Legionowo. Galeria na Bukowcu. Inwestor, który ma blisko 5 mln zł długów względem miasta chce rozmawiać na temat ich spłaty

śmieciowisko bukowiec3

Tereny na Bukowcu w Legionowie, na których ma powstać galeria handlowa, fot. GP (archiwum)

Spółka RB Parrot, która może już za wiaduktem kolejowym na Bukowcu w Legionowie budować gigantyczną galerię handlową i która od kilku lat nie płaci miastu za użytkowanie wieczyste kilku położonych w tym rejonie działek chce podjąć rozmowy z lokalnymi włodarzami w sprawie uregulowania swoich sięgających kwoty blisko 5 mln zł długów.

Pozwolenie na budowę

Spółka RB Parrot, która otrzymała ostatnio pozwolenie na budowę galerii handlowej na Bukowcu jest winna miastu Legionowo blisko 5 mln zł. Dług ten powstał w związku z nieregulowaniem przez tego przedsiębiorcę opłat za użytkowanie wieczyste kilku miejskich działek, w których sąsiedztwie wskazane przedsięwzięcie ma być zrealizowane. Miasto od kilku lat nie może wyegzekwować tych wierzytelności.

Obawy mieszkańców

Budowa gigantycznej galerii handlowej na mierzącym blisko 1,2 hektara terenie odgraniczonym ulicami Zegrzyńską, Szwajcarską, rotmistrza Witolda Pileckiego i Wąską na legionowskim Bukowcu wciąż porusza opinię publiczną. Mieszkańcy z jednej strony skarżą się na zaśmiecenie tego olbrzymiego placu, z drugiej zaś chcieliby, aby w tym miejscu powstała przestrzeń rekreacyjna. Boją się też, że planowana od strony ulicy Szwajcarskiej obsługa komunikacyjna tego nowego obiektu handlowego spowoduje paraliż komunikacyjny w tej części miasta.

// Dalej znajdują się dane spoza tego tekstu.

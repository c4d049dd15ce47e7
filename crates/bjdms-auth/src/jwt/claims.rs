//! Token claims.

use chrono::{DateTime, Utc};
use serde::{Deserialize, Serialize};
use uuid::Uuid;

/// Claims payload of both token kinds.
///
/// A valid signature is necessary but not sufficient: the guard also requires
/// a live session for `(sub, jti)`.
#[derive(Debug, Clone, PartialEq, Eq, Serialize, Deserialize)]
pub struct Claims {
    /// Subject, the user ID.
    pub sub: Uuid,
    /// Token identifier, the session and revocation key.
    pub jti: String,
    /// Access or refresh.
    pub token_type: TokenType,
    /// Login phone; access tokens only.
    #[serde(default, skip_serializing_if = "Option::is_none")]
    pub phone: Option<String>,
    /// Whether the phone was verified at issuance; access tokens only.
    #[serde(default)]
    pub is_verified: bool,
    /// Issuer.
    pub iss: String,
    /// Issued-at (seconds since epoch).
    pub iat: i64,
    /// Not-before (seconds since epoch).
    pub nbf: i64,
    /// Expiration (seconds since epoch).
    pub exp: i64,
}

/// Distinguishes access tokens from refresh tokens.
#[derive(Debug, Clone, Copy, Serialize, Deserialize, PartialEq, Eq)]
#[serde(rename_all = "snake_case")]
pub enum TokenType {
    /// Short-lived token for API requests.
    Access,
    /// Long-lived token used only to mint access tokens.
    Refresh,
}

impl Claims {
    /// The user ID.
    pub fn user_id(&self) -> Uuid {
        self.sub
    }

    /// Expiration as a `DateTime<Utc>`.
    pub fn expires_at(&self) -> DateTime<Utc> {
        DateTime::from_timestamp(self.exp, 0).unwrap_or_else(Utc::now)
    }

    /// Remaining lifetime in seconds (0 if expired).
    pub fn remaining_ttl_seconds(&self) -> u64 {
        let remaining = self.exp - Utc::now().timestamp();
        if remaining > 0 { remaining as u64 } else { 0 }
    }
}
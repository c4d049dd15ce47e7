//! Login, refresh, and logout flows.

use std::sync::Arc;
use std::time::Duration;

use chrono::Utc;
use serde::Serialize;
use tracing::{debug, error, info, warn};
use uuid::Uuid;

use bjdms_core::config::auth::AuthConfig;
use bjdms_core::error::{AppError, ErrorKind};
use bjdms_core::events::{AuthEvent, DomainEvent, LoginFailureReason};
use bjdms_core::result::AppResult;
use bjdms_entity::user::{CredentialStore, User, UserProfile, mask_phone};

use crate::audit::AuditDispatcher;
use crate::deadline::with_deadline;
use crate::guard::{parse_bearer, require_live_session};
use crate::jwt::{JwtDecoder, JwtEncoder};
use crate::lockout::LockoutPolicy;
use crate::password::{PasswordHasher, PasswordValidator};
use crate::session::SessionStore;

/// Result of a successful login.
#[derive(Debug, Clone, Serialize)]
pub struct LoginResult {
    /// Short-lived access token.
    pub access_token: String,
    /// Long-lived refresh token.
    pub refresh_token: String,
    /// Access token lifetime in seconds.
    pub expires_in: u64,
    /// Public profile of the authenticated user.
    pub user: UserProfile,
}

/// Result of a token refresh.
#[derive(Debug, Clone, Serialize)]
pub struct RefreshResult {
    /// Newly minted access token.
    pub access_token: String,
    /// The refresh token that was presented.
    pub refresh_token: String,
    /// Access token lifetime in seconds.
    pub expires_in: u64,
}

/// What a logout call found. Every variant is a success for the client.
#[derive(Debug, Clone, Copy, PartialEq, Eq)]
pub enum LogoutOutcome {
    /// No `Authorization` header was sent.
    NoSession,
    /// The header was malformed or the token did not verify.
    InvalidToken,
    /// The token's session was dropped.
    LoggedOut,
}

impl LogoutOutcome {
    /// Client-facing message.
    pub fn message(&self) -> &'static str {
        match self {
            Self::NoSession => "Logged out (no session found)",
            Self::InvalidToken => "Logged out (invalid token)",
            Self::LoggedOut => "Logged out successfully",
        }
    }
}

/// Orchestrates the credential store, token service, and session store.
#[derive(Clone)]
pub struct AuthService {
    encoder: Arc<JwtEncoder>,
    decoder: Arc<JwtDecoder>,
    sessions: Arc<SessionStore>,
    hasher: Arc<PasswordHasher>,
    validator: PasswordValidator,
    credentials: Arc<dyn CredentialStore>,
    lockout: LockoutPolicy,
    audit: Arc<AuditDispatcher>,
    refresh_requires_live_session: bool,
    revoke_on_logout: bool,
    store_timeout: Duration,
}

impl std::fmt::Debug for AuthService {
    fn fmt(&self, f: &mut std::fmt::Formatter<'_>) -> std::fmt::Result {
        f.debug_struct("AuthService")
            .field("lockout", &self.lockout)
            .field(
                "refresh_requires_live_session",
                &self.refresh_requires_live_session,
            )
            .field("revoke_on_logout", &self.revoke_on_logout)
            .finish_non_exhaustive()
    }
}

impl AuthService {
    /// Creates a new authentication service.
    pub fn new(
        config: &AuthConfig,
        encoder: Arc<JwtEncoder>,
        decoder: Arc<JwtDecoder>,
        sessions: Arc<SessionStore>,
        hasher: Arc<PasswordHasher>,
        credentials: Arc<dyn CredentialStore>,
        audit: Arc<AuditDispatcher>,
    ) -> Self {
        Self {
            encoder,
            decoder,
            sessions,
            hasher,
            validator: PasswordValidator,
            lockout: LockoutPolicy::new(Arc::clone(&credentials), config),
            credentials,
            audit,
            refresh_requires_live_session: config.refresh_requires_live_session,
            revoke_on_logout: config.revoke_on_logout,
            store_timeout: config.store_timeout(),
        }
    }

    /// Performs the login flow:
    ///
    /// 1. Find the user by phone
    /// 2. Reject inactive accounts
    /// 3. Reject accounts inside a lockout window
    /// 4. Verify the password, counting a mismatch
    /// 5. Reset the failure counter
    /// 6. Issue both tokens and register their sessions
    /// 7. Audit
    /// 8. Return tokens and the public profile
    pub async fn login(
        &self,
        phone: &str,
        password: &str,
        ip_address: Option<String>,
        user_agent: Option<String>,
    ) -> AppResult<LoginResult> {
        self.validator.validate_phone(phone)?;

        // Step 1: Find user
        let user = with_deadline(
            self.store_timeout,
            "user lookup",
            self.credentials.get_by_phone(phone),
        )
        .await
        .map_err(login_dependency)?
        .ok_or_else(|| {
            debug!(phone = %mask_phone(phone), "Login for unknown phone");
            AppError::invalid_credentials()
        })?;

        // Step 2: Active flag
        if !user.is_active {
            self.audit_failure(
                &user,
                LoginFailureReason::InactiveAccount,
                None,
                &ip_address,
                &user_agent,
            );
            return Err(AppError::account_inactive());
        }

        // Step 3: Lockout window
        if self.lockout.is_locked(&user, Utc::now()) {
            info!(
                user_id = %user.id,
                locked_until = ?user.locked_until,
                "Login refused for locked account"
            );
            self.audit_failure(
                &user,
                LoginFailureReason::AccountLocked,
                None,
                &ip_address,
                &user_agent,
            );
            return Err(AppError::account_locked());
        }

        // Step 4: Password
        let valid = self
            .hasher
            .verify_password(password, &user.password_hash)?;
        if !valid {
            let outcome = self.lockout.record_failure(phone).await;
            let attempts = outcome.map(|o| o.failed_login_attempts);
            info!(user_id = %user.id, attempts = ?attempts, "Login failed: invalid password");
            self.audit_failure(
                &user,
                LoginFailureReason::InvalidPassword,
                attempts,
                &ip_address,
                &user_agent,
            );
            return Err(AppError::invalid_credentials());
        }

        // Step 5: Reset counter
        self.lockout.record_success(phone).await;

        // Step 6: Tokens and sessions
        let access = self
            .encoder
            .issue_access_token(user.id, &user.phone, user.is_verified())?;
        let refresh = self.encoder.issue_refresh_token(user.id)?;

        self.sessions
            .set_session(user.id, &access.token_id, access.ttl)
            .await
            .map_err(login_dependency)?;
        self.sessions
            .set_session(user.id, &refresh.token_id, refresh.ttl)
            .await
            .map_err(login_dependency)?;

        // Step 7: Audit
        self.audit.emit(
            DomainEvent::new(Some(user.id), AuthEvent::LoginSucceeded { user_id: user.id })
                .with_client(ip_address, user_agent),
        );

        info!(user_id = %user.id, "Login successful");

        // Step 8: Respond
        Ok(LoginResult {
            access_token: access.token,
            refresh_token: refresh.token,
            expires_in: access.ttl.as_secs(),
            user: user.profile(),
        })
    }

    /// Mint a new access token from a refresh token.
    ///
    /// The refresh token's own session is checked only when
    /// `auth.refresh_requires_live_session` is set.
    pub async fn refresh_tokens(&self, refresh_token: &str) -> AppResult<RefreshResult> {
        let claims = self.decoder.verify_refresh_token(refresh_token).map_err(|e| {
            debug!(reason = %e, "Refresh token rejected");
            AppError::from(e)
        })?;

        if self.refresh_requires_live_session {
            require_live_session(&self.sessions, &claims).await?;
        }

        let access = self.encoder.reissue_access_token(claims.sub)?;
        self.sessions
            .set_session(claims.sub, &access.token_id, access.ttl)
            .await
            .map_err(login_dependency)?;

        self.audit.emit(DomainEvent::new(
            Some(claims.sub),
            AuthEvent::TokenRefreshed {
                user_id: claims.sub,
            },
        ));

        debug!(user_id = %claims.sub, "Access token refreshed");

        Ok(RefreshResult {
            access_token: access.token,
            refresh_token: refresh_token.to_string(),
            expires_in: access.ttl.as_secs(),
        })
    }

    /// Drop the session of the presented access token. Never fails.
    pub async fn logout(
        &self,
        authorization: Option<&str>,
        ip_address: Option<String>,
        user_agent: Option<String>,
    ) -> LogoutOutcome {
        if authorization.is_none() {
            return LogoutOutcome::NoSession;
        }

        let claims = match parse_bearer(authorization)
            .ok()
            .and_then(|token| self.decoder.verify_access_token(token).ok())
        {
            Some(claims) => claims,
            None => return LogoutOutcome::InvalidToken,
        };

        if let Err(e) = self.sessions.invalidate_session(claims.sub, &claims.jti).await {
            error!(user_id = %claims.sub, error = %e, "Failed to invalidate session on logout");
        }

        if self.revoke_on_logout {
            let ttl = Duration::from_secs(claims.remaining_ttl_seconds().max(1));
            if let Err(e) = self.sessions.revoke(&claims.jti, ttl).await {
                warn!(user_id = %claims.sub, error = %e, "Failed to write revocation marker");
            }
        }

        self.audit.emit(
            DomainEvent::new(
                Some(claims.sub),
                AuthEvent::LoggedOut {
                    user_id: claims.sub,
                    token_id: claims.jti.clone(),
                },
            )
            .with_client(ip_address, user_agent),
        );

        info!(user_id = %claims.sub, "User logged out");
        LogoutOutcome::LoggedOut
    }

    /// Check a new password against the policy and hash it for storage.
    ///
    /// Account registration and password reset live in the user-management
    /// service; it calls this so stored hashes match what `login` verifies.
    pub fn hash_new_password(&self, password: &str) -> AppResult<String> {
        self.validator.validate(password)?;
        self.hasher.hash_password(password)
    }

    /// Drop every session of `user_id`, on behalf of `revoked_by`.
    pub async fn invalidate_all_sessions(&self, user_id: Uuid, revoked_by: Uuid) -> AppResult<u64> {
        let count = self.sessions.invalidate_all_sessions(user_id).await?;

        self.audit.emit(DomainEvent::new(
            Some(revoked_by),
            AuthEvent::SessionsRevoked {
                user_id,
                revoked_by,
                count,
            },
        ));

        Ok(count)
    }

    fn audit_failure(
        &self,
        user: &User,
        reason: LoginFailureReason,
        failed_attempts: Option<i32>,
        ip_address: &Option<String>,
        user_agent: &Option<String>,
    ) {
        self.audit.emit(
            DomainEvent::new(
                None,
                AuthEvent::LoginFailed {
                    user_id: user.id,
                    reason,
                    failed_attempts,
                },
            )
            .with_client(ip_address.clone(), user_agent.clone()),
        );
    }
}

fn login_dependency(err: AppError) -> AppError {
    error!(error = %err, "Login dependency failed");
    AppError::with_source(ErrorKind::Internal, "Login temporarily unavailable", err)
}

Relaks na Bukowcu nie tak prędko! Władze szukają zewnętrznych dofinansowań

Władze Legionowa uspokajają mieszkańców, że przestrzeń leżąca za wiaduktem kolejowym na Bukowcu jest tak duża, że wystarczy w niej miejsca, tak na park rekreacji, jak i na galerię handlową. Zapewniają ich, że pomysł budowy parku w tej lokalizacji wciąż jest na tapecie, a obecnie trwa poszukiwanie środków zewnętrznych do realizacji tej inwestycji. Przybliżmy, Relaks na Bukowcu w Legionowie tj. park ze strefami relaksu i zabawy, miejscem spotkań mieszkańców oraz wybiegiem dla psów na dotąd zaśmieconej przeszło 4,4 tys. m² działce miejskiej położonej przy skrzyżowaniu ulic Wąskiej i Wrzosowej to jedna ze zwycięskich inwestycji w ramach pierwszej edycji legionowskiego budżetu obywatelskiego z 2021 r. Planując ją 3 lata wcześniej, szacowano, że jej realizacja może kosztować niespełna 380 tys. zł. Potem okazało się, że realizacja tego projektu jest znacznie droższa. Otwarcie ofert w przetargu ogłoszonym na wykonanie tej inwestycji pokazało, że może to kosztować nawet i blisko 700 tys. zł. Informowaliśmy o tym w tej wiadomości. – W obecnej sytuacji na rynku budowlanym, nie ma możliwości realizacji tego zadania za kwotę szacowaną w 2020 roku przez wnioskodawcę projektu. Wynika to przede wszystkim z elementów, które nie mogły być wzięte pod uwagę przy szacowaniu kosztów realizacji projektu – długofalowego efektu pandemii Covid-19, ataku Rosji na Ukrainę oraz wysokiej inflacji. Same roboty ogólnobudowlane związane z oczyszczeniem, uporządkowaniem terenu pod inwestycję oraz wykonanie nawierzchni przekroczyłoby obecnie kwotę przeznaczoną na wydatkowanie w ramach Budżetu Obywatelskiego gminy, która wynosi 500 tys. zł. Jednakże dalej dążymy do realizacji tej inwestycji. Dlatego między innymi w ramach otrzymanego dofinansowania (200 tys. zł) z budżetu Województwa Mazowieckiego w ramach programu pt. Mazowsze dla klimatu zamierzamy w bieżącym roku zrealizować część przedsięwzięcia w zakresie nasadzeń zieleni. Jednocześnie dalej poszukiwać będziemy rozwiązań, które umożliwią jego pełną realizację, czyli między innymi skorzystanie z zewnętrznych dofinansowań – informuje wiceprezydent Marek Pawlak, w odpowiedzi na interpelację radnego Mirosława Grabowskiego ze stowarzyszenia Nasze Miasto Nasze Sprawy (NM NS).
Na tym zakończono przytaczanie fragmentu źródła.